Competition and coexistence of ants in a small patch of rainforest canopy in Peruvian Amazonia
Journal of the New York Entomological Society
1997
Journal Article
105
1-2
105-112
Parque Nacional del Manu ecology Hymenoptera Insecta Arthropoda Invertebrata Animalia Azteca Dolichoderus bispinosus Dolichoderus decollatus animals arthropods insects invertebrates abundance biomass diversity coexistence competition habitat heterogeneity canopy Cocha Cashu Paraponera clavata inventories small spatial scales Madre de Dios Bibliography
A structurally complex patch of forest canopy in Manu National Park (Peruvian Amazonia), consisting of two trees and eleven associated vines, was sampled using insecticidal fog. Approximately 62,000 ants were collected and sorted to species. The total biomass (dry weight) of adult ants in the sample was close to 49 g. Dolichoderus bispinosus, the dominant species in the sample, made up 64.2% of the ant biomass and 69.0% of the individual ants.

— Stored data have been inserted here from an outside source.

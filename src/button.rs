//! Host stand-in for the restart button's interrupt line.
//!
//! Each `SIGUSR1` delivered to the process counts as one falling edge on
//! the button pin. The bridge only stamps the edge and hands it to the
//! trigger; it never touches the game.

use crate::core::{Clock, RestartTrigger};

/// Forward every `SIGUSR1` to `trigger` until the signal stream ends.
#[cfg(unix)]
pub async fn watch_sigusr1<C>(trigger: &'static RestartTrigger, clock: C) -> anyhow::Result<()>
where
    C: Clock + Send + 'static,
{
    use tokio::signal::unix::{signal, SignalKind};

    let mut edges = signal(SignalKind::user_defined1())?;
    log::info!(
        "restart button bound to SIGUSR1 (pid {}, debounce {}us)",
        std::process::id(),
        trigger.quiet_us()
    );
    while edges.recv().await.is_some() {
        trigger.press(&clock);
    }
    Ok(())
}

/// Signals are unavailable; the button can only be driven in-process.
#[cfg(not(unix))]
pub async fn watch_sigusr1<C>(_trigger: &'static RestartTrigger, _clock: C) -> anyhow::Result<()>
where
    C: Clock + Send + 'static,
{
    log::warn!("restart button signal is not supported on this platform");
    std::future::pending::<()>().await;
    Ok(())
}

/// A full press-and-release: two edges one quiet interval apart.
///
/// Only the first of the pair arms the trigger, the same way a bouncing
/// mechanical switch produces one odd and one even accepted edge.
pub fn click<C: Clock + ?Sized>(trigger: &RestartTrigger, clock: &C) {
    let pressed_at = clock.now_micros();
    trigger.on_edge(pressed_at);
    trigger.on_edge(pressed_at.wrapping_add(u64::from(trigger.quiet_us())));
}
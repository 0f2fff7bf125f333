use std::cell::Cell as Counter;
use std::rc::Rc;

use solo_battleship::{
    BoardSnapshot, Cell, FixedLayout, GameConfig, GameController, GameError, GameSession,
    GameStatus, Layout, LayoutError, LayoutGenerator, Move, OccupancyGrid, RestartTrigger, View,
    TURN_BUDGET,
};

const SHIP_CELLS: [(usize, usize); 4] = [(0, 0), (0, 1), (0, 2), (9, 9)];

fn fixed() -> FixedLayout {
    FixedLayout::new(OccupancyGrid::from_cells(SHIP_CELLS).unwrap(), 2)
}

/// Counts how many layouts were requested.
struct Counting {
    calls: Rc<Counter<usize>>,
}

impl LayoutGenerator for Counting {
    fn generate(&mut self) -> Result<Layout, LayoutError> {
        self.calls.set(self.calls.get() + 1);
        Ok(Layout {
            grid: OccupancyGrid::from_cells(SHIP_CELLS)?,
            ship_count: 2,
        })
    }
}

/// Succeeds `remaining` times, then fails.
struct Flaky {
    remaining: usize,
}

impl LayoutGenerator for Flaky {
    fn generate(&mut self) -> Result<Layout, LayoutError> {
        if self.remaining == 0 {
            return Err(LayoutError::UnableToPlaceShip("Carrier"));
        }
        self.remaining -= 1;
        Ok(Layout {
            grid: OccupancyGrid::from_cells(SHIP_CELLS)?,
            ship_count: 2,
        })
    }
}

fn board(view: View) -> BoardSnapshot {
    match view {
        View::Board(snap) => snap,
        other => panic!("expected board view, got {:?}", other),
    }
}

#[test]
fn move_is_applied_and_rendered() {
    let trigger = RestartTrigger::default();
    let mut game = GameController::new(fixed(), &trigger, GameConfig::default()).unwrap();
    let snap = board(game.handle(Some(Move::new(5, 5))).unwrap());
    assert_eq!(snap.cell(5, 5), Some(Cell::Miss));
    assert_eq!(snap.turns_left, 29);
    assert_eq!(snap.score, 0);
}

#[test]
fn request_without_move_only_renders() {
    let trigger = RestartTrigger::default();
    let mut game = GameController::new(fixed(), &trigger, GameConfig::default()).unwrap();
    let snap = board(game.handle(None).unwrap());
    assert_eq!(snap.count(Cell::Unknown), 100);
    assert_eq!(snap.turns_left, TURN_BUDGET);
}

#[test]
fn invalid_moves_are_absorbed() {
    let trigger = RestartTrigger::default();
    let mut game = GameController::new(fixed(), &trigger, GameConfig::default()).unwrap();
    let first = board(game.handle(Some(Move::new(3, 3))).unwrap());
    let again = board(game.handle(Some(Move::new(3, 3))).unwrap());
    let off = board(game.handle(Some(Move::new(-1, 12))).unwrap());
    assert_eq!(first, again);
    assert_eq!(first, off);
}

#[test]
fn win_is_reported_on_the_request_after_the_third_hit() {
    let trigger = RestartTrigger::default();
    let mut game = GameController::new(fixed(), &trigger, GameConfig::default()).unwrap();
    for col in 0..3 {
        board(game.handle(Some(Move::new(0, col))).unwrap());
    }
    assert_eq!(game.status(), GameStatus::Won);
    assert_eq!(game.session().board().score(), 3);

    assert_eq!(game.handle(Some(Move::new(9, 9))).unwrap(), View::YouWin);
    let fresh = board(game.handle(None).unwrap());
    assert_eq!(fresh.score, 0);
    assert_eq!(fresh.count(Cell::Unknown), 100);
    assert_eq!(game.games_started(), 2);
}

#[test]
fn game_over_after_thirty_misses() {
    let trigger = RestartTrigger::default();
    let mut game = GameController::new(fixed(), &trigger, GameConfig::default()).unwrap();
    for r in 1..4 {
        for c in 0..10 {
            board(game.handle(Some(Move::new(r, c))).unwrap());
        }
    }
    assert!(game.session().board().is_lost());
    assert_eq!(game.session().board().turns_left(), 0);

    assert_eq!(game.handle(None).unwrap(), View::GameOver);
    assert_eq!(board(game.handle(None).unwrap()).turns_left, TURN_BUDGET);
}

#[test]
fn loss_takes_priority_over_win() {
    let layout = fixed().generate().unwrap();
    let mut session = GameSession::new(layout, GameConfig::new(1, 1));
    session.apply(Move::new(0, 0)).unwrap();
    assert_eq!(session.status(), GameStatus::Won);
    session.apply(Move::new(5, 5)).unwrap();
    assert_eq!(session.status(), GameStatus::Lost);
    assert_eq!(session.ship_count(), 2);
    assert!(session.ships().is_occupied(9, 9));
}

#[test]
fn restart_takes_priority_and_regenerates_layout() {
    let calls = Rc::new(Counter::new(0));
    let trigger = RestartTrigger::default();
    let gen = Counting {
        calls: calls.clone(),
    };
    let mut game = GameController::new(gen, &trigger, GameConfig::default()).unwrap();
    assert_eq!(calls.get(), 1);
    for col in 0..3 {
        game.handle(Some(Move::new(0, col))).unwrap();
    }

    assert!(trigger.on_edge(1_000));
    assert_eq!(game.handle(Some(Move::new(5, 5))).unwrap(), View::Restarting);
    assert_eq!(calls.get(), 2);
    assert!(!trigger.is_armed());

    let snap = board(game.handle(None).unwrap());
    assert_eq!(snap.score, 0);
    assert_eq!(snap.turns_left, TURN_BUDGET);
    assert_eq!(snap.count(Cell::Unknown), 100);
}

#[test]
fn idle_trigger_leaves_game_alone() {
    let calls = Rc::new(Counter::new(0));
    let trigger = RestartTrigger::default();
    let gen = Counting {
        calls: calls.clone(),
    };
    let mut game = GameController::new(gen, &trigger, GameConfig::default()).unwrap();
    game.handle(Some(Move::new(4, 4))).unwrap();
    assert!(!trigger.consume());
    let snap = board(game.handle(None).unwrap());
    assert_eq!(snap.cell(4, 4), Some(Cell::Miss));
    assert_eq!(calls.get(), 1);
}

#[test]
fn layout_failure_at_startup_is_fatal() {
    let trigger = RestartTrigger::default();
    let err = GameController::new(Flaky { remaining: 0 }, &trigger, GameConfig::default())
        .err()
        .unwrap();
    assert_eq!(err, GameError::Layout(LayoutError::UnableToPlaceShip("Carrier")));
}

#[test]
fn layout_failure_on_restart_keeps_current_session() {
    let trigger = RestartTrigger::default();
    let mut game =
        GameController::new(Flaky { remaining: 1 }, &trigger, GameConfig::default()).unwrap();
    game.handle(Some(Move::new(0, 0))).unwrap();
    assert!(game.restart().is_err());
    assert_eq!(game.session().board().score(), 1);
    assert_eq!(game.games_started(), 1);
}

#[test]
fn invalid_config_is_rejected() {
    let trigger = RestartTrigger::default();
    for config in [GameConfig::new(0, 30), GameConfig::new(3, 0)] {
        let err = GameController::new(fixed(), &trigger, config).err().unwrap();
        assert!(matches!(err, GameError::InvalidConfig(_)));
    }
}
use solo_battleship::render::{
    banner, render_banner_page, render_board_page, render_html, render_json, render_text,
};
use solo_battleship::{apply_move, Assets, Board, Move, OccupancyGrid, View};

fn played_board() -> Board {
    let ships = OccupancyGrid::from_cells([(2, 3)]).unwrap();
    let mut board = Board::default();
    apply_move(&mut board, &ships, Move::new(2, 3)).unwrap();
    apply_move(&mut board, &ships, Move::new(4, 0)).unwrap();
    board
}

#[test]
fn board_page_has_score_and_table() {
    let page = render_board_page("<body>", &played_board().snapshot());
    assert!(page.starts_with("<body>"));
    assert!(page.contains("<h1>Score: 1 | Turns: 29 </h1>"));
    assert!(page.contains("<tr><td></td><td>0</td><td>1</td>"));
    assert!(page.contains("<tr><td>2</td><td>?</td><td>?</td><td>?</td><td>X</td>"));
    assert!(page.contains("<tr><td>4</td><td>&nbsp;</td>"));
    assert_eq!(page.matches("<td>?</td>").count(), 98);
    assert!(page.ends_with("</table></body></html>"));
}

#[test]
fn terminal_views_render_refresh_banners() {
    for (view, title) in [
        (View::Restarting, "Restarting game..."),
        (View::GameOver, "Game Over"),
        (View::YouWin, "You Win"),
    ] {
        assert_eq!(banner(&view), Some(title));
        let page = render_html(&view, &Assets::new(None, None)).unwrap();
        assert!(page.contains("<meta http-equiv=\"refresh\" content=\"3; url=/\">"));
        assert!(page.contains(&format!("<h1>{}</h1>", title)));
    }
}

#[test]
fn banner_text_is_escaped() {
    assert!(render_banner_page("<b>").contains("<h1>&lt;b&gt;</h1>"));
}

#[test]
fn board_needs_index_asset() {
    let view = View::Board(Board::default().snapshot());
    assert!(render_html(&view, &Assets::new(None, None)).is_none());
    let page = render_html(&view, &Assets::embedded()).unwrap();
    assert!(page.contains("<form method=\"post\" action=\"/\">"));
}

#[test]
fn json_tags_the_view() {
    assert_eq!(render_json(&View::GameOver).unwrap(), r#"{"view":"game_over"}"#);
    let json = render_json(&View::Board(played_board().snapshot())).unwrap();
    let value: serde_json::Value = serde_json::from_str(&json).unwrap();
    assert_eq!(value["view"], "board");
    assert_eq!(value["board"]["score"], 1);
    assert_eq!(value["board"]["turns_left"], 29);
    assert_eq!(value["board"]["cells"][2][3], "Hit");
    assert_eq!(value["board"]["cells"][4][0], "Miss");
}

#[test]
fn text_view_marks_hits_and_misses() {
    let text = render_text(&View::Board(played_board().snapshot()));
    let lines: Vec<_> = text.lines().collect();
    assert_eq!(lines[0], "Score: 1 | Turns: 29");
    assert_eq!(lines[1], "   0 1 2 3 4 5 6 7 8 9");
    assert_eq!(lines[4], "2  ? ? ? X ? ? ? ? ? ?");
    assert_eq!(lines[6], "4  . ? ? ? ? ? ? ? ? ?");
    assert_eq!(render_text(&View::YouWin), "You Win");
}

The four most abundant species (Dolichoderus bispinosus, Dolichoderus decollatus, Azteca sp. 1, and Paraponera clavata) together comprised nearly 95% of the biomass and individuals in the sample. In spite of the clear dominance of the sample by a few species, a total of 85 species in 29 genera were found, making this the most species-rich point sample of a canopy ant fauna ever documented. Sampled at the level of a small number of trees, the rainforest canopy ant fauna reveals a pattern of remarkable species richness accompanied by strikingly low equitability in the rankabundance distribution, or ecological diversity. A small number of species overwhelmingly dominate the ant assemblage but fail to exclude other ant species. Competition appears to limit the number of dominant species that can coexist in small areas, but a large majority of species present do not compete with the dominants and exist to a greater or lesser extent independently of them. The low ecological diversity observed in the sample may be in part a function of the spatial scale of sampling, and increased sampling should lead to a change in this pattern. The extent to which the species abundance distribution would become more equitable cannot be determined at this time. Finally, the structural complexity of the canopy may promote high species richness by creating microhabitat-linked species associations that effectively function as separate, non-competing ant assemblages.